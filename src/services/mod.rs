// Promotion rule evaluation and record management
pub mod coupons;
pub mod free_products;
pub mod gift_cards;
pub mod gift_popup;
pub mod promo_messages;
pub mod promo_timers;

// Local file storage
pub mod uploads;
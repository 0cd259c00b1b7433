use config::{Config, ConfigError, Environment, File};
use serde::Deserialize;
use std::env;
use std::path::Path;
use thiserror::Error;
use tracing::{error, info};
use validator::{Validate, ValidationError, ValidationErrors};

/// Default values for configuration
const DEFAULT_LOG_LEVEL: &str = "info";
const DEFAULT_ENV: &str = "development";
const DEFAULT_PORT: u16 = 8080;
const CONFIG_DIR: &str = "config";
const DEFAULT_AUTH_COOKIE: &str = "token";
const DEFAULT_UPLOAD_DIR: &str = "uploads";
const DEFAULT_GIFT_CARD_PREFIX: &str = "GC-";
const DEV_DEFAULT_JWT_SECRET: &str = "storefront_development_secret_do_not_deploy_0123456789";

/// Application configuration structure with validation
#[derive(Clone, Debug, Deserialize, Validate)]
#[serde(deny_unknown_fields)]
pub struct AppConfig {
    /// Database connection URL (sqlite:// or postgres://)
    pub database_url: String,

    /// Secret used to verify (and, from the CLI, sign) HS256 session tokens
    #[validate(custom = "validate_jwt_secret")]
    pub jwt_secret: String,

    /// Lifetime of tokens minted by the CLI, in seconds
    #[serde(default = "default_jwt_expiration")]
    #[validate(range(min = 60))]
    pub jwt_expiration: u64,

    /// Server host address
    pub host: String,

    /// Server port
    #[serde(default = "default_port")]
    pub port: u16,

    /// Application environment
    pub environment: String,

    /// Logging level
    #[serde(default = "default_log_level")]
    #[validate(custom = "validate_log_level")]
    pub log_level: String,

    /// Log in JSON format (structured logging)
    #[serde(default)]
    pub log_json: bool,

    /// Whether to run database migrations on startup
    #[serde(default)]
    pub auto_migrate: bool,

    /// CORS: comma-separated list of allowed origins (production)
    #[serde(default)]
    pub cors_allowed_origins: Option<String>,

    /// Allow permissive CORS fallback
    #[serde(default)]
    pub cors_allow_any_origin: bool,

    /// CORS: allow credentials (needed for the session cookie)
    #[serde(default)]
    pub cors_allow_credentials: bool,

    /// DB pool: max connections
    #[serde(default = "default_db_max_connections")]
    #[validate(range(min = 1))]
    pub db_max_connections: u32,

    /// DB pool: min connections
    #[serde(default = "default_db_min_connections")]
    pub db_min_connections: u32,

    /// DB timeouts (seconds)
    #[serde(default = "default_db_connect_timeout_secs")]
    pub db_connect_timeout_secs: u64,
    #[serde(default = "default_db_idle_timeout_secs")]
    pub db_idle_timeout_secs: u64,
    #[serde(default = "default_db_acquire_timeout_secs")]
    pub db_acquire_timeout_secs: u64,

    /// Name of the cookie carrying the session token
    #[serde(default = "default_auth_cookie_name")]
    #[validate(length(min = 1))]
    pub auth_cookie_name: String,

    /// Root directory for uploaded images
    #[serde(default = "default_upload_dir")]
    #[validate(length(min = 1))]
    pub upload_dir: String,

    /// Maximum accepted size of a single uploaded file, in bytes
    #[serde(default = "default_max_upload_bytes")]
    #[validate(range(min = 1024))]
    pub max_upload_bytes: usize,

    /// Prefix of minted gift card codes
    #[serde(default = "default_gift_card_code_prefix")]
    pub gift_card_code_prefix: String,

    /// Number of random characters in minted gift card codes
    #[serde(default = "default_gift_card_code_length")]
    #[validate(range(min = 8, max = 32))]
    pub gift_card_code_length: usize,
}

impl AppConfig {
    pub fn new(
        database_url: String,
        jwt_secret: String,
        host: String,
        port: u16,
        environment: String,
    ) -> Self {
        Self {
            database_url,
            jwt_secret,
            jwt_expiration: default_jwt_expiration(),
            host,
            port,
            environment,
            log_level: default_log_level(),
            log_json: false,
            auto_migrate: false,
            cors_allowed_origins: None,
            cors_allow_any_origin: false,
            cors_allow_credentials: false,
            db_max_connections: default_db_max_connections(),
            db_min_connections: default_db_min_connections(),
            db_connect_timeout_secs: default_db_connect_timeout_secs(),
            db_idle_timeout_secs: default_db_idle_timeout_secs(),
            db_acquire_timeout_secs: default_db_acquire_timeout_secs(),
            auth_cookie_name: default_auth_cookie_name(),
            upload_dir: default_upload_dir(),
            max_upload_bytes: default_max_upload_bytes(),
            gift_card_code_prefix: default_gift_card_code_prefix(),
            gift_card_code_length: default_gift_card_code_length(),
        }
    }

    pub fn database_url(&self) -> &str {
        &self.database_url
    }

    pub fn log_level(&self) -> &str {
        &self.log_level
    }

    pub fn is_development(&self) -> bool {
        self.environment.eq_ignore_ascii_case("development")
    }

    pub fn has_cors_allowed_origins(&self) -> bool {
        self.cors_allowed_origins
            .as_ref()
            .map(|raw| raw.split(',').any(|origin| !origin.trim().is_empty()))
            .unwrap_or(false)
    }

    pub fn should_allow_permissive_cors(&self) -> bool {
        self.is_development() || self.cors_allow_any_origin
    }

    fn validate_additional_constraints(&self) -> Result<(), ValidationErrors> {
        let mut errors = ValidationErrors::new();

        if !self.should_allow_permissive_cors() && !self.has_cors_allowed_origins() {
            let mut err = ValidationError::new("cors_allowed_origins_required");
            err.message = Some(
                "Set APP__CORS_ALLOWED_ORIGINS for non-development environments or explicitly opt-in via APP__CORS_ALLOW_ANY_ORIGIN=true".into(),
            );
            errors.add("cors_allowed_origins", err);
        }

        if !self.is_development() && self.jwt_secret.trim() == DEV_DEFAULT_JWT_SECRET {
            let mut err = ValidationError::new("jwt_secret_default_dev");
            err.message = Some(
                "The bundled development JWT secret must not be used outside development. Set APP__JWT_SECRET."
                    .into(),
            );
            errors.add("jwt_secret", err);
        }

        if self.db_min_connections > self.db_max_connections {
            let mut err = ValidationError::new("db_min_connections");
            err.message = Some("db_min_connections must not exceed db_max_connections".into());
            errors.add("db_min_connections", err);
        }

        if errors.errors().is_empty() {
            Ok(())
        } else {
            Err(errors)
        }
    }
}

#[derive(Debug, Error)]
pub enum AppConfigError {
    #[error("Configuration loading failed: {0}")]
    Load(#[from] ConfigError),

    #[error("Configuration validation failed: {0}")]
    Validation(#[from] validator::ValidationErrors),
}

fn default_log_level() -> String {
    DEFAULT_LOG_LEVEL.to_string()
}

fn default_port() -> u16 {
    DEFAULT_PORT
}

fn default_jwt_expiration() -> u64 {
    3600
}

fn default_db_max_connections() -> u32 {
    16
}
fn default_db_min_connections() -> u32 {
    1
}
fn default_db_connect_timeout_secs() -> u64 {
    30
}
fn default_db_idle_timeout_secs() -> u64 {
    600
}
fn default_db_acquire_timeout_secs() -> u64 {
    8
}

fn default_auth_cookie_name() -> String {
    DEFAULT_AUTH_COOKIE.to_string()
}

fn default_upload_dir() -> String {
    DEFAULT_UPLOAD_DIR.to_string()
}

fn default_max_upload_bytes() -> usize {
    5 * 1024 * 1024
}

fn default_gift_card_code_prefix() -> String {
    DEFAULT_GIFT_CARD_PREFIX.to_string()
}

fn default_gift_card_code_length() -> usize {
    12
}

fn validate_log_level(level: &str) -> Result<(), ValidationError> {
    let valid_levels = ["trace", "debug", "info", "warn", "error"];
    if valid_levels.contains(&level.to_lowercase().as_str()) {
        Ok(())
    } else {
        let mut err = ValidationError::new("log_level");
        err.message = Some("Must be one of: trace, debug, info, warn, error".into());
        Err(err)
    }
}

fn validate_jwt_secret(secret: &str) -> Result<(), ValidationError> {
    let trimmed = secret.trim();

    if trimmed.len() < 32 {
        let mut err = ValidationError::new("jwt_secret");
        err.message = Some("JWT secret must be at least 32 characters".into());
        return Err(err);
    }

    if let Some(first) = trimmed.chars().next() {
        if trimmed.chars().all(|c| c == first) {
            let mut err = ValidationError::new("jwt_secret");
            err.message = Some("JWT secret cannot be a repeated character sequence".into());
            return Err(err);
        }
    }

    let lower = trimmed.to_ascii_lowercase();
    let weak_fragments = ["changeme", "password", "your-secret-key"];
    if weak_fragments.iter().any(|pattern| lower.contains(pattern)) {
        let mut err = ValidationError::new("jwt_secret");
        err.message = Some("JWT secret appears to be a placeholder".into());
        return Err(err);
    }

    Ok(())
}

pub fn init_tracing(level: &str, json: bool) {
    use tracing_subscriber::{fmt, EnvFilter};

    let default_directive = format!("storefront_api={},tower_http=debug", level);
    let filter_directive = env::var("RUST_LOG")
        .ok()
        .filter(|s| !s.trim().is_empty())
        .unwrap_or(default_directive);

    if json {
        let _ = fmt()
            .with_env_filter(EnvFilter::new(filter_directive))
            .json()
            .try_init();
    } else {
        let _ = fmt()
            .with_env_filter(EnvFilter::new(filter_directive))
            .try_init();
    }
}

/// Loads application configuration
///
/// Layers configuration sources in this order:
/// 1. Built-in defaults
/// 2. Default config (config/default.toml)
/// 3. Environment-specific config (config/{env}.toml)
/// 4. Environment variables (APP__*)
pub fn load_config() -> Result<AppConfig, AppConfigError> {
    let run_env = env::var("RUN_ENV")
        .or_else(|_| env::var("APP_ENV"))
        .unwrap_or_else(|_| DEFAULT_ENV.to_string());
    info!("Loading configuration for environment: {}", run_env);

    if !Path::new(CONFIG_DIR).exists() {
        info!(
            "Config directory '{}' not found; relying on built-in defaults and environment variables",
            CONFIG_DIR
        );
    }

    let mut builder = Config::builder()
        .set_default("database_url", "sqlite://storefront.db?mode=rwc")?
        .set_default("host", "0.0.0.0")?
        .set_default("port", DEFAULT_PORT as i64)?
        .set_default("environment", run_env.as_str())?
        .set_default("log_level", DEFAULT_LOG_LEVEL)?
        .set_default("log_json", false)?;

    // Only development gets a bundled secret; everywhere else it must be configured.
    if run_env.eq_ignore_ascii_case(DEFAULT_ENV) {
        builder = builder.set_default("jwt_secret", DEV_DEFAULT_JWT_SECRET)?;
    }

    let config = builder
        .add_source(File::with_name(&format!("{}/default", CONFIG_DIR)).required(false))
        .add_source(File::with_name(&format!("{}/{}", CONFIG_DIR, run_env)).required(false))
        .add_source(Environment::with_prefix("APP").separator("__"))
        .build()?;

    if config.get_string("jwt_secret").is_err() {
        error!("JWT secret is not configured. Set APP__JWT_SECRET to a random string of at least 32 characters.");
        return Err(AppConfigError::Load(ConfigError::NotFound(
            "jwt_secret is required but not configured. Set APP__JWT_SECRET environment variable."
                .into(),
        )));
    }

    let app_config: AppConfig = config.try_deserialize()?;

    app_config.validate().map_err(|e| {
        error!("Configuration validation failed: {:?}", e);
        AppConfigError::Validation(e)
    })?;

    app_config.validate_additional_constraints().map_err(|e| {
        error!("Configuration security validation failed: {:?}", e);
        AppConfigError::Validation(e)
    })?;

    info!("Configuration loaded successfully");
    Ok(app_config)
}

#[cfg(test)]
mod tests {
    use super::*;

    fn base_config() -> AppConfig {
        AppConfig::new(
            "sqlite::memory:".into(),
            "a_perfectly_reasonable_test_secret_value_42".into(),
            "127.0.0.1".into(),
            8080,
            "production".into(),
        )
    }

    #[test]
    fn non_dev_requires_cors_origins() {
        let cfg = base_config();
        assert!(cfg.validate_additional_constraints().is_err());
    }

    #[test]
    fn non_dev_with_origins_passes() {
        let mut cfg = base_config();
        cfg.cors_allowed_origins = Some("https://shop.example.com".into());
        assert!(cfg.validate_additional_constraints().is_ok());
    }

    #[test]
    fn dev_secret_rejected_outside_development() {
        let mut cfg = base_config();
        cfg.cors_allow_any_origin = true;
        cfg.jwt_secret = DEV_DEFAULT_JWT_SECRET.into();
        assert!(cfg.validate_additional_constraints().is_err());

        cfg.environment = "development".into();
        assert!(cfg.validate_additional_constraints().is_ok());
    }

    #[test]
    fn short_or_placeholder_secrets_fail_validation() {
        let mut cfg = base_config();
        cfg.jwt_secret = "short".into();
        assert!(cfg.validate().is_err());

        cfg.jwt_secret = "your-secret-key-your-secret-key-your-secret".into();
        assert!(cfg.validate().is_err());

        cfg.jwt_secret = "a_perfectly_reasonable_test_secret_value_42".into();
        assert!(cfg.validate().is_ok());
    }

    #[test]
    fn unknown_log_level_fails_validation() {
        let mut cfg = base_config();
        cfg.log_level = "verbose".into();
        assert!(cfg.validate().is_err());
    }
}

══════════

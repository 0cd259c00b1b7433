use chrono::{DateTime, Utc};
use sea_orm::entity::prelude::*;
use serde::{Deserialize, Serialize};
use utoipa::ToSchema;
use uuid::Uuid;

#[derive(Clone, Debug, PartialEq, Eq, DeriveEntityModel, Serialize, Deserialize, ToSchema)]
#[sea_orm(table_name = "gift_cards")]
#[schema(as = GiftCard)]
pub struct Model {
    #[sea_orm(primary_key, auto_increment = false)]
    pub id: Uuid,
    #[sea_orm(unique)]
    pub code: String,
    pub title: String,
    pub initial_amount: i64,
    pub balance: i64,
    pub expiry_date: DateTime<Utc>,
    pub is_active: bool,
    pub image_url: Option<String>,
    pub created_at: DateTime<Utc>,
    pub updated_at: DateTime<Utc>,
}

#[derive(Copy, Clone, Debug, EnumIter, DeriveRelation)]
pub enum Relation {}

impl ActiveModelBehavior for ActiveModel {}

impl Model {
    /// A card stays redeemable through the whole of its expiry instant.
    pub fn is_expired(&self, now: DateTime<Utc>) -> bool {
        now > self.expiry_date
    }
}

══════════

Your task is to collect every line above that contains the word "seconds".

    /// Lifetime of tokens minted by the CLI, in seconds
    /// DB timeouts (seconds)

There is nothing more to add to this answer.